WORK ITEM: Your answer should be only the lines below from the one with "is the attacker-chosen" to the one with "-> Result<Extension, Sm3Error>", repeated exactly, ends included.

(Stored data)
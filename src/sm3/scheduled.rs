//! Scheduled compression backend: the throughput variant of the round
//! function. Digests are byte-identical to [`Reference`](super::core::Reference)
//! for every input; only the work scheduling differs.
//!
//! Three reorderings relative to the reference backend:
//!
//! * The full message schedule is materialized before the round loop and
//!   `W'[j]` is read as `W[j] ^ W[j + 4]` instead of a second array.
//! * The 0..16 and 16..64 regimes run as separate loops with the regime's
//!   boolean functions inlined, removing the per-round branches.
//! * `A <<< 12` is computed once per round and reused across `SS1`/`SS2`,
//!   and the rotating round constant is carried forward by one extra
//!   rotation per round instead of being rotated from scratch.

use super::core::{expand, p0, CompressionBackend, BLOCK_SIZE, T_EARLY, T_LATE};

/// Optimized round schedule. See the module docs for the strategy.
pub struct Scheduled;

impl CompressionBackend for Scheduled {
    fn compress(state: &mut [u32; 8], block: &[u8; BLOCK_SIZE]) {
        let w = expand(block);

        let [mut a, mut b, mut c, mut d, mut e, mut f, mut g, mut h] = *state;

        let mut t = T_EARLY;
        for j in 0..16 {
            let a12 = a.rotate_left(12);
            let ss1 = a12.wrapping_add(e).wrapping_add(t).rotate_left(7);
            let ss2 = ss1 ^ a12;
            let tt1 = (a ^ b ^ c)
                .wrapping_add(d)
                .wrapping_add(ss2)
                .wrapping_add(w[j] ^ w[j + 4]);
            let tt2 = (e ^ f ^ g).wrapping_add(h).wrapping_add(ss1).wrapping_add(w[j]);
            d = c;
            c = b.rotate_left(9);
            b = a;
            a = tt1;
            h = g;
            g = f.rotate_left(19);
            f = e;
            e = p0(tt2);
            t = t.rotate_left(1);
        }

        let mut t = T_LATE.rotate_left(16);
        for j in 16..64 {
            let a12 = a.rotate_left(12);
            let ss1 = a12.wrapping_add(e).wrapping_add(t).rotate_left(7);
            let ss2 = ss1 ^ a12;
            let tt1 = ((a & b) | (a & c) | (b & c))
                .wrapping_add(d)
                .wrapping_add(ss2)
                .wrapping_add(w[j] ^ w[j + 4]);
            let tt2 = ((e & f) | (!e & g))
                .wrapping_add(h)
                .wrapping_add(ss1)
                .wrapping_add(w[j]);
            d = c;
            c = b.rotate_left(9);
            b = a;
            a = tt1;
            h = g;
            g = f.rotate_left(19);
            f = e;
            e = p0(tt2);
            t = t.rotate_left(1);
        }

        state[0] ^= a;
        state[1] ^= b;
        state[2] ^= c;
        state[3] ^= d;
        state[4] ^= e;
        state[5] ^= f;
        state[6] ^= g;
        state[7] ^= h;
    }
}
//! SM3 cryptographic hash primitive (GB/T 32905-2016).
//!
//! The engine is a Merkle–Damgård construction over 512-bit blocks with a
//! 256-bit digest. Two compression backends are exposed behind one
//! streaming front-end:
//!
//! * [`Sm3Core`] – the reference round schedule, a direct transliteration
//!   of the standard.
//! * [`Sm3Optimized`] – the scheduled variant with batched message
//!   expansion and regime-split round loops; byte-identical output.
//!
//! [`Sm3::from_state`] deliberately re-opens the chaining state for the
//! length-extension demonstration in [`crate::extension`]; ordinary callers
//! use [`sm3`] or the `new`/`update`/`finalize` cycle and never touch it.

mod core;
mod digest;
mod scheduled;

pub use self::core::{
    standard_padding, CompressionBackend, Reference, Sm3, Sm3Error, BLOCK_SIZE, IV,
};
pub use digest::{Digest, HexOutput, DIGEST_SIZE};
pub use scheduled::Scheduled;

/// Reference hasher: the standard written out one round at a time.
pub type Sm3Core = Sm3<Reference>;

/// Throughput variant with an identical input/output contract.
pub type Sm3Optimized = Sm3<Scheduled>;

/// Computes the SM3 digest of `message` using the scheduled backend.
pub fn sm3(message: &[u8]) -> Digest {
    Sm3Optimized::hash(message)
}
==
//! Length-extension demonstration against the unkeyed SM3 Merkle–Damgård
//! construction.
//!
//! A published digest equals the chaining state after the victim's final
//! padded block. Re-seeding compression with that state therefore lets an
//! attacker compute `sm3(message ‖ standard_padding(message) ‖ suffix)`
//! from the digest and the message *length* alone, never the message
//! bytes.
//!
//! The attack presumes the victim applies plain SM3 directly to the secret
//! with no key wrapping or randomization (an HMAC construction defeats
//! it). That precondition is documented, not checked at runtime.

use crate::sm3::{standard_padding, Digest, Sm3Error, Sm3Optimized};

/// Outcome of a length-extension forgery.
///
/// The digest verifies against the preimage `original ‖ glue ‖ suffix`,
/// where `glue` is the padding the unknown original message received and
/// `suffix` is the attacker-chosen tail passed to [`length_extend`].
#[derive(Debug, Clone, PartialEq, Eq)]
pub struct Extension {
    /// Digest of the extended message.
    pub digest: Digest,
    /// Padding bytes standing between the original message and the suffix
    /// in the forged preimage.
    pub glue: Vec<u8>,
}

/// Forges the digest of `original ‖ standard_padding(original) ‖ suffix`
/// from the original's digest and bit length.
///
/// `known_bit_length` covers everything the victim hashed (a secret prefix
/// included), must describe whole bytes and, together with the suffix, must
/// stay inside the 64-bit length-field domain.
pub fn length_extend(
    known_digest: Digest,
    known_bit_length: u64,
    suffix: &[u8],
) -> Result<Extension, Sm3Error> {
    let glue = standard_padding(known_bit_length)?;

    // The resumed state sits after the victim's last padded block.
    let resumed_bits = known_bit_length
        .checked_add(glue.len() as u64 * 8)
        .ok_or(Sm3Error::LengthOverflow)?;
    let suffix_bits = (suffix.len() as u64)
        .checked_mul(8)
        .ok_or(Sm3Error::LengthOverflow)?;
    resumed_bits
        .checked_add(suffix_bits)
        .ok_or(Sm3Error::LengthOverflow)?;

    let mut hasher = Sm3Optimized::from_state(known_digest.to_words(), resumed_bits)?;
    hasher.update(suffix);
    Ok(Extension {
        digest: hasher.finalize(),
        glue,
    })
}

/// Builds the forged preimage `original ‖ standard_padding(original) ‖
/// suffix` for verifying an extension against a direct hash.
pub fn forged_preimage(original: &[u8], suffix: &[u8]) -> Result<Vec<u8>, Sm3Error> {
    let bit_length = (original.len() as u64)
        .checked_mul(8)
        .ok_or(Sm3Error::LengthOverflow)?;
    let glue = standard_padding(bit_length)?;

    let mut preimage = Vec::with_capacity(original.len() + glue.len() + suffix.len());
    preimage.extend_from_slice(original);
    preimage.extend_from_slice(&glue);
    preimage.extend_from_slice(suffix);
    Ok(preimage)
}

SOLUTION TO THE PROBLEM:
/// `suffix` is the attacker-chosen tail passed to [`length_extend`].
#[derive(Debug, Clone, PartialEq, Eq)]
pub struct Extension {
    /// Digest of the extended message.
    pub digest: Digest,
    /// Padding bytes standing between the original message and the suffix
    /// in the forged preimage.
    pub glue: Vec<u8>,
}

/// Forges the digest of `original ‖ standard_padding(original) ‖ suffix`
/// from the original's digest and bit length.
///
/// `known_bit_length` covers everything the victim hashed (a secret prefix
/// included), must describe whole bytes and, together with the suffix, must
/// stay inside the 64-bit length-field domain.
pub fn length_extend(
    known_digest: Digest,
    known_bit_length: u64,
    suffix: &[u8],
) -> Result<Extension, Sm3Error> {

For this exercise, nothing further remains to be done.